What is expected »
Each line with the word "impl" must appear in the answer, copied from the records.

Records to process »
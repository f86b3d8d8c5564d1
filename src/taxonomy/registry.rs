//! Action registry
//!
//! Holds the primitive actions (layer 1), grouped by namespace, and the
//! bundles (layer 2) with their flattened expansions. A [`Taxonomy`] is built
//! once through [`TaxonomyBuilder`] and never mutated afterwards.

use crate::error::ConfigError;
use crate::taxonomy::action::{Action, ActionSet};
use std::collections::BTreeMap;
use tracing::trace;

/// Universal wildcard, expands to every primitive action
pub const WILDCARD: &str = "*";

/// Builder for an immutable [`Taxonomy`].
///
/// Every registration is validated immediately. A bundle may only reference
/// primitives and bundles registered before it, so the bundle graph is
/// acyclic by construction; a bundle naming itself is reported as a cycle.
#[derive(Debug, Default)]
pub struct TaxonomyBuilder {
    namespaces: BTreeMap<String, ActionSet>,
    primitives: ActionSet,
    bundles: BTreeMap<Action, ActionSet>,
}

impl TaxonomyBuilder {
    pub fn new() -> Self {
        Self::default()
    }

    /// Register a single primitive action
    pub fn primitive(&mut self, name: &str) -> Result<&mut Self, ConfigError> {
        let action = Action::parse(name)?;
        if self.primitives.contains(name) || self.bundles.contains_key(name) {
            return Err(ConfigError::Duplicate {
                name: name.to_string(),
            });
        }

        self.namespaces
            .entry(action.namespace().to_string())
            .or_default()
            .insert(action.clone());
        self.primitives.insert(action);
        Ok(self)
    }

    /// Register several primitive actions
    pub fn primitives(&mut self, names: &[&str]) -> Result<&mut Self, ConfigError> {
        for name in names {
            self.primitive(name)?;
        }
        Ok(self)
    }

    /// Register a bundle over previously registered primitives and bundles.
    ///
    /// The flattened expansion is computed here and memoized.
    pub fn bundle(&mut self, name: &str, members: &[&str]) -> Result<&mut Self, ConfigError> {
        let bundle = Action::parse(name)?;
        if self.primitives.contains(name) || self.bundles.contains_key(name) {
            return Err(ConfigError::Duplicate {
                name: name.to_string(),
            });
        }

        let mut expansion = ActionSet::new();
        for member in members {
            if *member == name {
                return Err(ConfigError::CyclicBundle {
                    bundle: name.to_string(),
                    path: format!("{} -> {}", name, member),
                });
            }
            if let Some(primitive) = self.primitives.get(*member) {
                expansion.insert(primitive.clone());
            } else if let Some(nested) = self.bundles.get(*member) {
                expansion.extend(nested.iter().cloned());
            } else {
                return Err(ConfigError::UnknownAction {
                    action: member.to_string(),
                });
            }
        }

        if expansion.is_empty() {
            return Err(ConfigError::EmptyBundle {
                bundle: name.to_string(),
            });
        }

        trace!(bundle = name, size = expansion.len(), "Registered bundle");
        self.bundles.insert(bundle, expansion);
        Ok(self)
    }

    pub fn build(self) -> Taxonomy {
        Taxonomy {
            namespaces: self.namespaces,
            primitives: self.primitives,
            bundles: self.bundles,
        }
    }
}

/// Immutable registry of actions and bundles
#[derive(Debug, Clone)]
pub struct Taxonomy {
    namespaces: BTreeMap<String, ActionSet>,
    primitives: ActionSet,
    bundles: BTreeMap<Action, ActionSet>,
}

impl Taxonomy {
    /// Expand an action pattern into the primitive actions it denotes.
    ///
    /// Accepts the universal wildcard `*`, a bundle name, a namespace
    /// wildcard `ns:*`, or a literal primitive. Anything else is an error.
    pub fn expand(&self, pattern: &str) -> Result<ActionSet, ConfigError> {
        if pattern == WILDCARD {
            return Ok(self.primitives.clone());
        }

        if let Some(expansion) = self.bundles.get(pattern) {
            return Ok(expansion.clone());
        }

        if let Some(namespace) = pattern.strip_suffix(":*") {
            return self
                .namespaces
                .get(namespace)
                .cloned()
                .ok_or_else(|| ConfigError::UnknownNamespace {
                    namespace: namespace.to_string(),
                });
        }

        if let Some(action) = self.primitives.get(pattern) {
            return Ok(ActionSet::from([action.clone()]));
        }

        if pattern.contains('*') {
            return Err(ConfigError::Invalid {
                message: format!(
                    "action pattern '{}' uses an unsupported wildcard (only '*' and 'namespace:*' are allowed)",
                    pattern
                ),
            });
        }

        Err(ConfigError::UnknownAction {
            action: pattern.to_string(),
        })
    }

    /// Check whether `action` is a registered primitive
    pub fn is_known(&self, action: &str) -> bool {
        self.primitives.contains(action)
    }

    /// Check whether `name` is a registered bundle
    pub fn is_bundle(&self, name: &str) -> bool {
        self.bundles.contains_key(name)
    }

    /// Look up a registered primitive by name
    pub fn action(&self, name: &str) -> Result<Action, ConfigError> {
        self.primitives
            .get(name)
            .cloned()
            .ok_or_else(|| ConfigError::UnknownAction {
                action: name.to_string(),
            })
    }

    /// All primitive actions
    pub fn primitive_actions(&self) -> &ActionSet {
        &self.primitives
    }

    /// Registered namespaces with their primitives
    pub fn namespaces(&self) -> impl Iterator<Item = (&str, &ActionSet)> {
        self.namespaces.iter().map(|(ns, set)| (ns.as_str(), set))
    }

    /// Registered bundles with their flattened expansions
    pub fn bundles(&self) -> impl Iterator<Item = (&Action, &ActionSet)> {
        self.bundles.iter()
    }
}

Your solution »
impl TaxonomyBuilder {
impl Taxonomy {
    pub fn namespaces(&self) -> impl Iterator<Item = (&str, &ActionSet)> {
    pub fn bundles(&self) -> impl Iterator<Item = (&Action, &ActionSet)> {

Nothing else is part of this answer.